Collins asserts that awareness is growing for how the wealthy utilize legal loopholes to defend their wealth; however, I will argue that confusing tax-structures and a lack of clarity from the government is resulting in the opposite effect. While Rational Choice Theory in relation to taxes infers that people should approve increasing taxes that they don’t have to pay themselves, this does not always hold true. For example, “the highest rates of opposition to inheritance tax were among unskilled workers and the unemployed (social class DE) who were the least likely of any social class group to potentially pay the tax” (Rowlingson 433). Another common misconception lies in how the wealthy spend their money, and contrary to common knowledge, it is not cash. Most billionaires hold enormous wealth in securities like stocks.

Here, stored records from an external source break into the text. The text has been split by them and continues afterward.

use std::{fmt, str::FromStr};

use serde::{Deserialize, Serialize};

/// Ranking strategy shared by the query builder and the result ranker. Each variant names an
/// engine-side ranking profile of the same name.
#[derive(Debug, Clone, Copy, Default, PartialEq, Eq, Hash, Serialize, Deserialize)]
#[serde(rename_all = "snake_case")]
pub enum RankingStrategy {
	#[default]
	Default,
	Semantic,
	Hybrid,
	ExperienceFocused,
	SkillsFocused,
}
impl RankingStrategy {
	pub const ALL: [Self; 5] =
		[Self::Default, Self::Semantic, Self::Hybrid, Self::ExperienceFocused, Self::SkillsFocused];

	pub fn profile_name(self) -> &'static str {
		match self {
			Self::Default => "default",
			Self::Semantic => "semantic",
			Self::Hybrid => "hybrid",
			Self::ExperienceFocused => "experience_focused",
			Self::SkillsFocused => "skills_focused",
		}
	}

	/// Whether a query vector should be produced before building the query.
	pub fn wants_vector(self) -> bool {
		matches!(self, Self::Semantic | Self::Hybrid)
	}

	/// Whether the engine score is the final score. Only hybrid may blend component scores.
	pub fn is_single_pass(self) -> bool {
		!matches!(self, Self::Hybrid)
	}
}
impl fmt::Display for RankingStrategy {
	fn fmt(&self, f: &mut fmt::Formatter<'_>) -> fmt::Result {
		f.write_str(self.profile_name())
	}
}

#[derive(Debug, Clone, PartialEq, Eq, thiserror::Error)]
#[error("Unknown ranking strategy '{0}'.")]
pub struct UnknownStrategy(pub String);

impl FromStr for RankingStrategy {
	type Err = UnknownStrategy;

	fn from_str(raw: &str) -> Result<Self, Self::Err> {
		Self::ALL
			.into_iter()
			.find(|strategy| strategy.profile_name() == raw.trim())
			.ok_or_else(|| UnknownStrategy(raw.to_string()))
	}
}
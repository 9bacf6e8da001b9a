pub mod action;
pub mod bulk;
pub mod embedding;
pub mod index;
pub mod ranking;
pub mod search;

mod error;

pub use action::{ActionRequest, ActionResponse, SearchParams};
pub use bulk::{BulkIndexReport, ProfileRecord};
pub use error::{Error, Result};
pub use ranking::{ScoreBreakdown, SearchResult};
pub use search::SearchOutcome;

use std::{future::Future, pin::Pin, sync::Arc};

use serde_json::{Map, Value};
use tokio::sync::OnceCell;

use scout_config::{Config, EmbeddingProviderConfig};
use scout_engine::{EngineClient, EngineQuery, EngineSettingsCell, QueryLayout, RawHits};

pub type BoxFuture<'a, T> = Pin<Box<dyn Future<Output = T> + Send + 'a>>;

pub trait EmbeddingProvider
where
	Self: Send + Sync,
{
	fn embed<'a>(
		&'a self,
		cfg: &'a EmbeddingProviderConfig,
		text: &'a str,
	) -> BoxFuture<'a, scout_providers::Result<Vec<f32>>>;
}

/// Document and query operations the orchestrator needs from the search engine.
pub trait SearchBackend
where
	Self: Send + Sync,
{
	fn query<'a>(&'a self, query: &'a EngineQuery) -> BoxFuture<'a, scout_engine::Result<RawHits>>;

	fn put<'a>(
		&'a self,
		user_id: &'a str,
		fields: Map<String, Value>,
	) -> BoxFuture<'a, scout_engine::Result<()>>;

	fn update<'a>(
		&'a self,
		user_id: &'a str,
		fields: Map<String, Value>,
	) -> BoxFuture<'a, scout_engine::Result<()>>;

	fn get<'a>(
		&'a self,
		user_id: &'a str,
	) -> BoxFuture<'a, scout_engine::Result<Option<Map<String, Value>>>>;

	fn delete<'a>(&'a self, user_id: &'a str) -> BoxFuture<'a, scout_engine::Result<()>>;
}

#[derive(Clone)]
pub struct Providers {
	pub embedding: Arc<dyn EmbeddingProvider>,
}

/// Engine backend that resolves endpoint and credentials on first use and keeps the client for
/// the lifetime of the process.
pub struct LazyEngine {
	cfg: scout_config::Engine,
	settings: EngineSettingsCell,
	client: OnceCell<EngineClient>,
}

pub struct ScoutService {
	pub cfg: Config,
	pub backend: Arc<dyn SearchBackend>,
	pub providers: Providers,
	layout: QueryLayout,
}

struct DefaultProviders;

impl EmbeddingProvider for DefaultProviders {
	fn embed<'a>(
		&'a self,
		cfg: &'a EmbeddingProviderConfig,
		text: &'a str,
	) -> BoxFuture<'a, scout_providers::Result<Vec<f32>>> {
		Box::pin(scout_providers::embedding::embed(cfg, text))
	}
}

impl SearchBackend for EngineClient {
	fn query<'a>(&'a self, query: &'a EngineQuery) -> BoxFuture<'a, scout_engine::Result<RawHits>> {
		Box::pin(EngineClient::query(self, query))
	}

	fn put<'a>(
		&'a self,
		user_id: &'a str,
		fields: Map<String, Value>,
	) -> BoxFuture<'a, scout_engine::Result<()>> {
		Box::pin(EngineClient::put(self, user_id, fields))
	}

	fn update<'a>(
		&'a self,
		user_id: &'a str,
		fields: Map<String, Value>,
	) -> BoxFuture<'a, scout_engine::Result<()>> {
		Box::pin(EngineClient::update(self, user_id, fields))
	}

	fn get<'a>(
		&'a self,
		user_id: &'a str,
	) -> BoxFuture<'a, scout_engine::Result<Option<Map<String, Value>>>> {
		Box::pin(EngineClient::get(self, user_id))
	}

	fn delete<'a>(&'a self, user_id: &'a str) -> BoxFuture<'a, scout_engine::Result<()>> {
		Box::pin(EngineClient::delete(self, user_id))
	}
}

impl SearchBackend for LazyEngine {
	fn query<'a>(&'a self, query: &'a EngineQuery) -> BoxFuture<'a, scout_engine::Result<RawHits>> {
		Box::pin(async move { self.client().await?.query(query).await })
	}

	fn put<'a>(
		&'a self,
		user_id: &'a str,
		fields: Map<String, Value>,
	) -> BoxFuture<'a, scout_engine::Result<()>> {
		Box::pin(async move { self.client().await?.put(user_id, fields).await })
	}

	fn update<'a>(
		&'a self,
		user_id: &'a str,
		fields: Map<String, Value>,
	) -> BoxFuture<'a, scout_engine::Result<()>> {
		Box::pin(async move { self.client().await?.update(user_id, fields).await })
	}

	fn get<'a>(
		&'a self,
		user_id: &'a str,
	) -> BoxFuture<'a, scout_engine::Result<Option<Map<String, Value>>>> {
		Box::pin(async move { self.client().await?.get(user_id).await })
	}

	fn delete<'a>(&'a self, user_id: &'a str) -> BoxFuture<'a, scout_engine::Result<()>> {
		Box::pin(async move { self.client().await?.delete(user_id).await })
	}
}

impl Providers {
	pub fn new(embedding: Arc<dyn EmbeddingProvider>) -> Self {
		Self { embedding }
	}
}

impl Default for Providers {
	fn default() -> Self {
		Self { embedding: Arc::new(DefaultProviders) }
	}
}

impl LazyEngine {
	pub fn new(cfg: &scout_config::Engine) -> Self {
		let store = scout_engine::parameter_store(&cfg.parameters);

		Self {
			cfg: cfg.clone(),
			settings: EngineSettingsCell::new(store, cfg.stack_id.clone()),
			client: OnceCell::new(),
		}
	}

	/// Resolves settings and builds the client now instead of on the first request.
	pub async fn connect(&self) -> scout_engine::Result<()> {
		self.client().await.map(|_| ())
	}

	async fn client(&self) -> scout_engine::Result<&EngineClient> {
		self.client
			.get_or_try_init(|| async {
				let settings = self.settings.get().await?;

				EngineClient::new(&settings, &self.cfg)
			})
			.await
	}
}

impl ScoutService {
	pub fn new(cfg: Config, backend: Arc<dyn SearchBackend>) -> Self {
		Self::with_providers(cfg, backend, Providers::default())
	}

	pub fn with_providers(
		cfg: Config,
		backend: Arc<dyn SearchBackend>,
		providers: Providers,
	) -> Self {
		let layout = QueryLayout::from_config(&cfg.engine);

		Self { cfg, backend, providers, layout }
	}

	pub fn layout(&self) -> &QueryLayout {
		&self.layout
	}
}

pub(crate) fn validate_user_id(user_id: &str) -> Result<&str> {
	let trimmed = user_id.trim();

	if trimmed.is_empty() {
		return Err(Error::InvalidRequest { message: "userId must be non-empty.".to_string() });
	}

	Ok(trimmed)
}

pub(crate) fn now_millis() -> i64 {
	(time::OffsetDateTime::now_utc().unix_timestamp_nanos() / 1_000_000) as i64
}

With current legislation, they pay zero taxes when these securities appreciate in value, therefore allowing the rich to grow enormous wealth — tax free — in perpetuity. You may be wondering how rich people spend if they never sell their shares. Large banks like Morgan Stanely have billions of dollars worth of security-backed lines of credit, so billionaires like Elon Musk and Jeff Bezos can take out cash loans worth between 50 and 100 percent of their assets, while using their assets as collateral. What this means is that they can use credit to buy boats, homes, and vacations, while paying back these loans once their untaxed assets appreciate. It is the responsibility of the government to close this loophole, as well as many forms of corporations and trusts that allow billionaires to avoid taxes by becoming stateless. The single most important piece of leverage the federal government has over states is to enact nationwide legislation requiring disclosure of beneficial ownership information. Although states like Delaware oppose such transparency and are intertwined with federal politics, increasing lawsuits from other states and attention from senators put regulation within a reasonable grasp. When loopholes are extinguished, the Wealth Defense Industry can focus on more meaningful and impactful work such as impact investing.

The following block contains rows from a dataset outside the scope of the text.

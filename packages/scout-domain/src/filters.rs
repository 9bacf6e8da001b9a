use serde::{Deserialize, Serialize};

/// Structured filters applied on top of whatever predicate a strategy selects.
#[derive(Debug, Clone, Default, PartialEq, Eq, Serialize, Deserialize)]
#[serde(rename_all = "camelCase")]
pub struct SearchFilters {
	#[serde(default, skip_serializing_if = "Option::is_none")]
	pub industry: Option<String>,
	#[serde(default, skip_serializing_if = "Option::is_none")]
	pub min_experience: Option<u32>,
	#[serde(default, skip_serializing_if = "Option::is_none")]
	pub max_experience: Option<u32>,
	/// Any-of: a profile qualifies when it lists at least one of these skills.
	#[serde(default, skip_serializing_if = "Vec::is_empty")]
	pub skills: Vec<String>,
}
impl SearchFilters {
	pub fn is_empty(&self) -> bool {
		self.industry_value().is_none()
			&& self.min_experience.is_none()
			&& self.max_experience.is_none()
			&& self.skill_values().next().is_none()
	}

	/// The industry filter, ignoring blank values.
	pub fn industry_value(&self) -> Option<&str> {
		self.industry.as_deref().map(str::trim).filter(|industry| !industry.is_empty())
	}

	/// Non-blank requested skills.
	pub fn skill_values(&self) -> impl Iterator<Item = &str> {
		self.skills.iter().map(|skill| skill.trim()).filter(|skill| !skill.is_empty())
	}
}
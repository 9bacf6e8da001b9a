use clap::Parser;

#[tokio::main]
async fn main() -> color_eyre::Result<()> {
	color_eyre::install()?;

	let args = scout_api::Args::parse();

	scout_api::run(args).await
}
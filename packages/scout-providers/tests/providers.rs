use httpmock::prelude::*;
use reqwest::header::AUTHORIZATION;
use serde_json::{Map, json};

use scout_config::EmbeddingProviderConfig;
use scout_providers::{Error, embedding};

fn provider_config(api_base: String, dimensions: u32) -> EmbeddingProviderConfig {
	EmbeddingProviderConfig {
		provider_id: "test".to_string(),
		api_base,
		api_key: "secret".to_string(),
		path: "/v1/embeddings".to_string(),
		model: "text-embedding-test".to_string(),
		dimensions,
		timeout_ms: 2_000,
		max_input_chars: 8_000,
		normalize: true,
		default_headers: Map::new(),
	}
}

#[test]
fn builds_bearer_auth_header() {
	let headers =
		scout_providers::auth_headers("secret", &Map::new()).expect("Failed to build headers.");
	let value = headers.get(AUTHORIZATION).expect("Missing authorization header.");

	assert_eq!(value, "Bearer secret");
}

#[test]
fn rejects_non_string_default_headers() {
	let mut headers = Map::new();

	headers.insert("x-tenant".to_string(), json!(42));

	let err = scout_providers::auth_headers("secret", &headers).expect_err("Expected error.");

	assert!(matches!(err, Error::InvalidConfig { .. }));
}

#[tokio::test]
async fn sends_model_dimensions_and_normalize_flag() {
	let server = MockServer::start_async().await;
	let mock = server
		.mock_async(|when, then| {
			when.method(POST)
				.path("/v1/embeddings")
				.header("authorization", "Bearer secret")
				.json_body_partial(
					r#"{"model":"text-embedding-test","input":"hello","dimensions":3,"normalize":true}"#,
				);
			then.status(200).json_body(json!({ "vector": [0.0, 0.6, 0.8] }));
		})
		.await;
	let cfg = provider_config(server.base_url(), 3);
	let vector = embedding::embed(&cfg, "hello").await.expect("Embedding should succeed.");

	mock.assert_async().await;

	assert_eq!(vector, vec![0.0, 0.6, 0.8]);
}

#[tokio::test]
async fn dimension_mismatch_is_an_invalid_response() {
	let server = MockServer::start_async().await;

	server
		.mock_async(|when, then| {
			when.method(POST).path("/v1/embeddings");
			then.status(200).json_body(json!({ "vector": [1.0, 0.0] }));
		})
		.await;

	let cfg = provider_config(server.base_url(), 3);
	let err = embedding::embed(&cfg, "hello").await.expect_err("Expected mismatch.");

	assert!(matches!(err, Error::InvalidResponse { .. }), "Unexpected error: {err:?}");
}

#[tokio::test]
async fn provider_errors_surface_as_reqwest_errors() {
	let server = MockServer::start_async().await;

	server
		.mock_async(|when, then| {
			when.method(POST).path("/v1/embeddings");
			then.status(503).body("overloaded");
		})
		.await;

	let cfg = provider_config(server.base_url(), 3);
	let err = embedding::embed(&cfg, "hello").await.expect_err("Expected status error.");

	assert!(matches!(err, Error::Reqwest(_)), "Unexpected error: {err:?}");
}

As I move closer towards graduating from the University of Southern California, I find myself at a horizon looking over my future career path in the financial services industry. Despite the discouraging words of Collins, his work is integral to bringing awareness to the stark wealth inequality that grows with the use of tax avoidance loopholes. I encounter hope in the growing number of politicians within the government who are taking offense on wealth defense by pushing for legislation to suppress these loopholes. With the looming threat of climate change, population growth, and inequality in the next decade, we must not focus on wealth hoarding, but rather wealth giving to create a more equitable and sustainable humanity.